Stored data
>>>

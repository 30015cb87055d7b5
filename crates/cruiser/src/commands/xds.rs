//! `cruiser xds start`: the Envoy control plane.
//!
//! The discovery services are bound over the xDS state's classified caches
//! and served through the shared listener. Cloud Map discovery, when
//! namespaces are configured, feeds the endpoint overlay.

use std::sync::Arc;

use async_trait::async_trait;
use cruiser_aws::{AwsProvider, ServiceDiscoveryXds};
use cruiser_server::{full_body, BoxError, HttpHandler, HttpRequest, HttpResponse, ListenerServer};
use cruiser_state::{Projection, StateManager, XdsState};
use http_body_util::BodyExt;
use tower::ServiceExt;
use tracing::{debug, error, info};

use crate::args::{GlobalArgs, XdsArgs};
use crate::commands::{listener_protocol, shutdown_token, tfstate_source, tls_server_config};

/// Serves the tonic route set through the listener's handler seam.
struct GrpcService {
    routes: tonic::service::Routes,
}

#[async_trait]
impl HttpHandler for GrpcService {
    async fn handle(&self, request: HttpRequest) -> HttpResponse {
        let request =
            request.map(|body| body.map_err(tonic::Status::from_error).boxed_unsync());
        match self.routes.clone().oneshot(request).await {
            Ok(response) => response.map(|body| body.map_err(BoxError::from).boxed_unsync()),
            Err(error) => {
                error!(error = %error, "grpc route error");
                http::Response::builder()
                    .status(http::StatusCode::INTERNAL_SERVER_ERROR)
                    .body(full_body("internal error"))
                    .expect("static response")
            }
        }
    }
}

pub async fn run(global: GlobalArgs, args: XdsArgs) -> anyhow::Result<()> {
    let shutdown = shutdown_token();

    let provider = Arc::new(
        AwsProvider::builder()
            .dynamodb_endpoint(global.dynamodb_endpoint.clone())
            .build()
            .await,
    );
    let source = tfstate_source(&global, &provider).await?;

    let (xds_state, mut xds_rx) = XdsState::new();
    let manager = StateManager::builder()
        .tfstate_source(source)
        .projection(Arc::clone(&xds_state) as Arc<dyn Projection>)
        .periodic_sync_interval(global.period_sync_interval)
        .build()?;

    let grpc = GrpcService {
        routes: cruiser_xds::xds_routes(xds_state.mux()),
    };
    let mut server = ListenerServer::builder()
        .listener_address(&global.listener_address)
        .listener_protocol(listener_protocol(&global))
        .tls_config(tls_server_config(&global)?)
        .http_handler(Arc::new(grpc) as Arc<dyn HttpHandler>)
        .shutdown_timeout(global.shutdown_timeout)
        .build();

    let mut manager_task = tokio::spawn(manager.run(shutdown.clone()));
    let mut discovery_task = if args.aws_service_discovery_namespaces.is_empty() {
        let idle = shutdown.clone();
        tokio::spawn(async move {
            idle.cancelled().await;
            Ok::<(), cruiser_aws::AwsError>(())
        })
    } else {
        let discovery = ServiceDiscoveryXds::builder()
            .service_discovery_client(provider.service_discovery_client())
            .namespaces(args.aws_service_discovery_namespaces.clone())
            .service_port_tag_key(args.aws_service_port_tag_key.clone())
            .periodic_sync_interval(global.period_sync_interval)
            .xds_state(Arc::clone(&xds_state))
            .build();
        tokio::spawn(discovery.run(shutdown.clone()))
    };

    server.open().await?;
    info!(address = %global.listener_address, "xds control plane started");

    let result: anyhow::Result<()> = loop {
        tokio::select! {
            _ = shutdown.cancelled() => {
                info!("xds: shutting down");
                break Ok(());
            }
            joined = &mut manager_task => {
                break match joined {
                    Ok(Ok(())) => Ok(()),
                    Ok(Err(error)) => {
                        error!(error = %error, "state sync failed");
                        Err(error.into())
                    }
                    Err(error) => Err(error.into()),
                };
            }
            joined = &mut discovery_task => {
                break match joined {
                    Ok(Ok(())) => Ok(()),
                    Ok(Err(error)) => {
                        error!(error = %error, "service discovery failed");
                        Err(error.into())
                    }
                    Err(error) => Err(error.into()),
                };
            }
            update = xds_rx.recv() => {
                if update.is_some() {
                    debug!("xds update received");
                }
            }
        }
    };

    shutdown.cancel();
    server.close().await?;
    result
}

<<<

- What the exercise asks -
Each line of the records belongs in the answer, reproduced exactly.

- Exercise result -
repository 30015cb87055d7b5
filename crates/cruiser/src/commands/xds.rs
//! `cruiser xds start`: the Envoy control plane.
//!
//! The discovery services are bound over the xDS state's classified caches
//! and served through the shared listener. Cloud Map discovery, when
//! namespaces are configured, feeds the endpoint overlay.

use std::sync::Arc;

use async_trait::async_trait;
use cruiser_aws::{AwsProvider, ServiceDiscoveryXds};
use cruiser_server::{full_body, BoxError, HttpHandler, HttpRequest, HttpResponse, ListenerServer};
use cruiser_state::{Projection, StateManager, XdsState};
use http_body_util::BodyExt;
use tower::ServiceExt;
use tracing::{debug, error, info};

use crate::args::{GlobalArgs, XdsArgs};
use crate::commands::{listener_protocol, shutdown_token, tfstate_source, tls_server_config};

/// Serves the tonic route set through the listener's handler seam.
struct GrpcService {
    routes: tonic::service::Routes,
}

#[async_trait]
impl HttpHandler for GrpcService {
    async fn handle(&self, request: HttpRequest) -> HttpResponse {
        let request =
            request.map(|body| body.map_err(tonic::Status::from_error).boxed_unsync());
        match self.routes.clone().oneshot(request).await {
            Ok(response) => response.map(|body| body.map_err(BoxError::from).boxed_unsync()),
            Err(error) => {
                error!(error = %error, "grpc route error");
                http::Response::builder()
                    .status(http::StatusCode::INTERNAL_SERVER_ERROR)
                    .body(full_body("internal error"))
                    .expect("static response")
            }
        }
    }
}

pub async fn run(global: GlobalArgs, args: XdsArgs) -> anyhow::Result<()> {
    let shutdown = shutdown_token();

    let provider = Arc::new(
        AwsProvider::builder()
            .dynamodb_endpoint(global.dynamodb_endpoint.clone())
            .build()
            .await,
    );
    let source = tfstate_source(&global, &provider).await?;

    let (xds_state, mut xds_rx) = XdsState::new();
    let manager = StateManager::builder()
        .tfstate_source(source)
        .projection(Arc::clone(&xds_state) as Arc<dyn Projection>)
        .periodic_sync_interval(global.period_sync_interval)
        .build()?;

    let grpc = GrpcService {
        routes: cruiser_xds::xds_routes(xds_state.mux()),
    };
    let mut server = ListenerServer::builder()
        .listener_address(&global.listener_address)
        .listener_protocol(listener_protocol(&global))
        .tls_config(tls_server_config(&global)?)
        .http_handler(Arc::new(grpc) as Arc<dyn HttpHandler>)
        .shutdown_timeout(global.shutdown_timeout)
        .build();

    let mut manager_task = tokio::spawn(manager.run(shutdown.clone()));
    let mut discovery_task = if args.aws_service_discovery_namespaces.is_empty() {
        let idle = shutdown.clone();
        tokio::spawn(async move {
            idle.cancelled().await;
            Ok::<(), cruiser_aws::AwsError>(())
        })
    } else {
        let discovery = ServiceDiscoveryXds::builder()
            .service_discovery_client(provider.service_discovery_client())
            .namespaces(args.aws_service_discovery_namespaces.clone())
            .service_port_tag_key(args.aws_service_port_tag_key.clone())
            .periodic_sync_interval(global.period_sync_interval)
            .xds_state(Arc::clone(&xds_state))
            .build();
        tokio::spawn(discovery.run(shutdown.clone()))
    };

    server.open().await?;
    info!(address = %global.listener_address, "xds control plane started");

    let result: anyhow::Result<()> = loop {
        tokio::select! {
            _ = shutdown.cancelled() => {
                info!("xds: shutting down");
                break Ok(());
            }
            joined = &mut manager_task => {
                break match joined {
                    Ok(Ok(())) => Ok(()),
                    Ok(Err(error)) => {
                        error!(error = %error, "state sync failed");
                        Err(error.into())
                    }
                    Err(error) => Err(error.into()),
                };
            }
            joined = &mut discovery_task => {
                break match joined {
                    Ok(Ok(())) => Ok(()),
                    Ok(Err(error)) => {
                        error!(error = %error, "service discovery failed");
                        Err(error.into())
                    }
                    Err(error) => Err(error.into()),
                };
            }
            update = xds_rx.recv() => {
                if update.is_some() {
                    debug!("xds update received");
                }
            }
        }
    };

    shutdown.cancel();
    server.close().await?;
    result
}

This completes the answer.